携带TRAIL的溶瘤腺病毒治疗三阴性乳腺癌的研究

目的：构建携带肿瘤坏死因子相关凋亡诱导配体（tumor necrosis factor-related apoptosis inducing ligand,TRAIL）基因的溶瘤腺病毒p55-hTERT-HRE-TRAIL,评估该病毒在体外和体内对三阴性乳腺癌的杀伤能力.方法：将质粒p55-hTERT-HRE与pPE3-TRAIL通过Lipofectamine 2000共转染至人胚肾293细胞,获得溶瘤腺病毒p55-hTERT-HRE-TRAIL;采用病毒体外增殖实验观察乳腺癌细胞株MDA-MB-231和人正常乳腺细胞株MCF-10A中的增殖情况;采用四甲基偶氮唑蓝（MTT）比色法比较不同感染复数（multiplicity of infection,MOI）的病毒对两种细胞的抑制效应;采用酶联免疫吸附试验（ELISA）法检测病毒感染细胞后上清液中TRAIL的含量,采用蛋白质印迹（Western blotting）法检测细胞内TRAIL蛋白的表达.建立三阴性乳腺癌的原位成瘤模型及左心室注射模拟转移瘤裸鼠模型,应用“活体内光学成像系统”动态观察肿瘤的生长及转移情况.结果：p55-hTERT-HRE-TRAIL感染乳腺癌细胞株后表现出强大的增殖、复制能力,而在人正常乳腺细胞株内增殖并不明显;很低浓度的p55-hTERT-HRE TRAIL就对乳腺癌细胞产生明显的杀伤效应,而对正常乳腺细胞没有明显的杀伤作用;p55-hTERT-HRE-TRAIL感染乳腺癌细胞后,TRAIL蛋白的表达明显增多,而感染正常乳腺细胞后表达的TRAIL维持在较低的水平.乳腺癌原位成瘤模型中,空白对照组的光子数多于其他各组,肿瘤体积大于其他各组（P＜0.05）.左心室注射模拟转移瘤模型中,对照组活体内光学成像与TRAIL治疗组差异有统计学意义,TRAIL治疗组的生存天数延长（P＜0.05）.结论：成功构建高滴度的溶瘤腺病毒p55-hTERT-HRE-TRAIL,该病毒在乳腺癌细胞中具有特异性增殖并杀伤肿瘤细胞的能力.

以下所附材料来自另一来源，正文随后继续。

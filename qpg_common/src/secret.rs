use std::fmt;

const MASK: &str = "****";

/// An API credential that must never end up in a log line.
///
/// Formatting a `Secret` with `{}` or `{:?}` prints a mask; the only way at the inner value is an explicit
/// [`Secret::reveal`] call, which makes every use of the credential easy to grep for.
#[derive(Clone, Default)]
pub struct Secret<T: Clone + Default>(T);

impl<T: Clone + Default> Secret<T> {
    pub fn new(value: T) -> Self {
        Self(value)
    }

    pub fn reveal(&self) -> &T {
        &self.0
    }

    pub fn into_inner(self) -> T {
        self.0
    }
}

impl<T: Clone + Default> fmt::Debug for Secret<T> {
    fn fmt(&self, f: &mut fmt::Formatter<'_>) -> fmt::Result {
        f.write_str(MASK)
    }
}

impl<T: Clone + Default> fmt::Display for Secret<T> {
    fn fmt(&self, f: &mut fmt::Formatter<'_>) -> fmt::Result {
        f.write_str(MASK)
    }
}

Effects of the Oncolytic Adenovirus Carrying TRAIL Gene for Tripple Negative Breast Cancer

Objective：To construct oncolytic adenovirus carrying tumor necrosis factor-related apoptosis inducing ligand （TRAIL） gene,and to evaluate its tumor-specific proliferation and killing capacity for tripple negative breast cancer in vitro and in vivo.Methods：The TRAIL gene was cloned into adenovirus shuttle vector p55-hTERT-HRE to form p55-hTERT-HRE-TRAIL.Viral replication experiments were performed to evaluate the proliferation ability of the virus in breast cancer cell line MDA-MB-231 and the normal breast cell line MCF-10A.Methyl triazole tetrazolium（MTT） assay was performed to determine the inhibitory effect of the virus on the two cell lines.Enzyme linked immunosorbent assay（ELISA） was performed to detect the level of TRAIL in the supernatant after cells were infected with virus,and the intracellular TRAIL protein was detected by Western blotting.The athymic mouse model of breast cancer in situ was established and the metastatic breast cancer was imitated by injection in the left ventricle of the mouse.The optical imaging in vivo system was used to monitor the growth and metastasis of tumors.Results：P55-hTERT-HRE-TRAIL proliferated more efficiently in breast cancer cells than in normal breast cells.P55-hTERT-HRE-TRAIL could kill the breast cancer cells at a very low multiplicity of infection（MOI）,while the killing capacity for the normal breast cells was weak.The level of TRAIL increased obviously at 48 hours postinfection in breast cancer cells,but it maintained low level in normal breast cells.In the athymic mice model of breast cancer in situ,the volume and photon number of the tumors in the control group was significantly larger than those in the TRAIL groups（P＜0.05）.The optical imaging in vivo system showed statistical differences between the control group and the TRAIL groups in the athymic mice model of imitated metastatic breast cancer by infusion in the left ventricle,and the mice of the TRAIL groups survived longer （P＜0.05）.Conclusion：The high-titer oncolytic adenovirus p55-hTERT-HRE-TRAIL is successfully constructed.It can proliferate specifically in the breast cancer cells and kill tumor cells.